Megan Hogan, Senior Editor
Megan Hogan is looking for narrative and idea-driven nonfiction, especially literary and investigative journalism, science and nature, (pop) culture, overlooked and revisionist history, and a smattering of self-help. Many of her favorite projects are equal parts entertaining and enlightening.
She’s particularly drawn to hopeful books for anxious times and to books with real bearing on how we live our lives, as individuals and societies. She also has a soft spot for braided narratives, queer stories, graphic nonfiction, deep dives into the secret systems failing us today, and tales from the American West.
Past publications include national bestseller Why Fish Don’t Exist by Radiolab cohost Lulu Miller; Eve Fairbanks’s The Inheritors, winner of the PEN/John Kenneth Galbraith Award for Nonfiction; Katie Booth's The Invention of Miracles, a finalist for both the PEN/Jacqueline Bograd Weld Award for Biography and the Mark Lynton History Prize; and New York Times bestseller The Fourth Turning Is Here by demographer Neil Howe.

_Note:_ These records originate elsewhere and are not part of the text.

//! Postcard-based blob format for cached values.
//!
//! Every blob the [`CacheManager`](crate::manager::CacheManager) writes (the
//! employer list and its timestamp) is wrapped in a versioned envelope:
//!
//! ```text
//! ┌─────────────────┬─────────────────┬──────────────────────────┐
//! │  MAGIC (4 bytes)│ VERSION (u32)   │POSTCARD PAYLOAD (N bytes)│
//! └─────────────────┴─────────────────┴──────────────────────────┘
//!   "EMPL"              varint             postcard::to_allocvec(T)
//! ```
//!
//! A blob with the wrong magic or version is rejected rather than migrated.
//! Cached data self-expires within a week, so a format bump simply causes
//! one refetch.
//!
//! ```rust
//! use employer_search::serialization::{deserialize_from_cache, serialize_for_cache};
//! use employer_search::Employer;
//!
//! # fn main() -> employer_search::Result<()> {
//! let employers = vec![Employer::new(32456, "TU Delft", "DELFT", 12)];
//! let bytes = serialize_for_cache(&employers)?;
//! let restored: Vec<Employer> = deserialize_from_cache(&bytes)?;
//! assert_eq!(employers, restored);
//! # Ok(())
//! # }
//! ```

use crate::error::{Error, Result};
use serde::{Deserialize, Serialize};

/// Magic header for employer-search blobs: b"EMPL"
pub const CACHE_MAGIC: [u8; 4] = *b"EMPL";

/// Current schema version.
///
/// Bump when the shape of [`Employer`](crate::Employer) changes.
pub const CURRENT_SCHEMA_VERSION: u32 = 1;

/// Versioned envelope for cached blobs.
#[derive(Serialize, Deserialize, Debug, Clone, PartialEq)]
pub struct CacheEnvelope<T> {
    /// Magic header: must be b"EMPL"
    pub magic: [u8; 4],
    /// Schema version: must match CURRENT_SCHEMA_VERSION
    pub version: u32,
    pub payload: T,
}

impl<T> CacheEnvelope<T> {
    /// Create a new envelope with current magic and version.
    pub fn new(payload: T) -> Self {
        Self {
            magic: CACHE_MAGIC,
            version: CURRENT_SCHEMA_VERSION,
            payload,
        }
    }
}

/// Wrap `value` in the envelope and encode it.
///
/// # Errors
///
/// Returns `Error::SerializationError` if postcard cannot encode the value.
pub fn serialize_for_cache<T: Serialize>(value: &T) -> Result<Vec<u8>> {
    postcard::to_allocvec(&CacheEnvelope::new(value)).map_err(|e| {
        error!("Could not encode cache blob: {}", e);
        Error::SerializationError(format!("postcard encode: {}", e))
    })
}

/// Decode a blob written by [`serialize_for_cache`].
///
/// The header is checked before the payload is handed back. Failures are
/// returned, not logged; the caller decides whether they matter.
///
/// # Errors
///
/// - `Error::DeserializationError`: bytes are not a postcard envelope (corrupt or truncated)
/// - `Error::InvalidCacheEntry`: envelope from another format
/// - `Error::VersionMismatch`: envelope from an older or newer schema
pub fn deserialize_from_cache<'de, T: Deserialize<'de>>(bytes: &'de [u8]) -> Result<T> {
    let envelope: CacheEnvelope<T> = postcard::from_bytes(bytes).map_err(|e| {
        Error::DeserializationError(format!("postcard decode of {} bytes: {}", bytes.len(), e))
    })?;

    check_header(envelope.magic, envelope.version)?;
    Ok(envelope.payload)
}

fn check_header(magic: [u8; 4], version: u32) -> Result<()> {
    if magic != CACHE_MAGIC {
        return Err(Error::InvalidCacheEntry(format!(
            "not an employer cache blob (header {:?})",
            String::from_utf8_lossy(&magic)
        )));
    }
    if version != CURRENT_SCHEMA_VERSION {
        return Err(Error::VersionMismatch {
            expected: CURRENT_SCHEMA_VERSION,
            found: version,
        });
    }
    Ok(())
}
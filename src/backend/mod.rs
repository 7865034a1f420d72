//! Key-value storage behind the cache.
//!
//! The [`CacheManager`](crate::manager::CacheManager) only needs a handful of
//! byte-level operations, so any at-rest store can sit behind it:
//!
//! - [`InMemoryBackend`]: process-wide map, the default for tests
//! - [`FileBackend`]: one file per key, survives restarts
//! - [`EncryptedBackend`]: seals values of any inner backend with ChaCha20-Poly1305

use crate::error::Result;

pub mod encrypted;
pub mod file;
pub mod inmemory;

pub use encrypted::{EncryptedBackend, EncryptionKey};
pub use file::FileBackend;
pub use inmemory::InMemoryBackend;

/// Trait for storage backend implementations.
///
/// **IMPORTANT:** All methods use `&self` instead of `&mut self` to allow concurrent access.
/// Implementations use interior mutability or external storage.
///
/// Each `set` must replace the value atomically: a concurrent `get` observes
/// either the old value or the new one, never a partial write.
#[allow(async_fn_in_trait)]
pub trait CacheBackend: Send + Sync + Clone {
    /// Retrieve value by key.
    ///
    /// # Returns
    /// - `Ok(Some(bytes))` - Value found
    /// - `Ok(None)` - Key not present
    ///
    /// # Errors
    /// Returns `Err` if the backend fails (I/O error, decryption failure, ...)
    async fn get(&self, key: &str) -> Result<Option<Vec<u8>>>;

    /// Store value, overwriting any prior value under `key`.
    ///
    /// # Errors
    /// Returns `Err` if the backend fails
    async fn set(&self, key: &str, value: Vec<u8>) -> Result<()>;

    /// Remove value. Removing an absent key is not an error.
    ///
    /// # Errors
    /// Returns `Err` if the backend fails
    async fn delete(&self, key: &str) -> Result<()>;

    /// Check if key exists.
    ///
    /// # Errors
    /// Returns `Err` if the backend fails
    async fn exists(&self, key: &str) -> Result<bool> {
        Ok(self.get(key).await?.is_some())
    }

    /// Bulk delete operation.
    ///
    /// Default implementation calls `delete()` for each key and stops at the
    /// first failure.
    ///
    /// # Errors
    /// Returns `Err` if the backend fails
    async fn mdelete(&self, keys: &[&str]) -> Result<()> {
        for key in keys {
            self.delete(key).await?;
        }
        Ok(())
    }
}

Authors she works with have won the Pulitzer Prize, the National Book Award, and the MacArthur Genius Grant.
Her forthcoming projects tackle predatory landlords, therapy’s difficulty grappling with the real questions that lead to a well-lived life, the life of a nonbinary preacher during the American Revolution, and the shitty boyfriends of Western literature.
A graduate of Princeton University, Megan joined Simon & Schuster in 2014, after two years at a translation agency in Paris.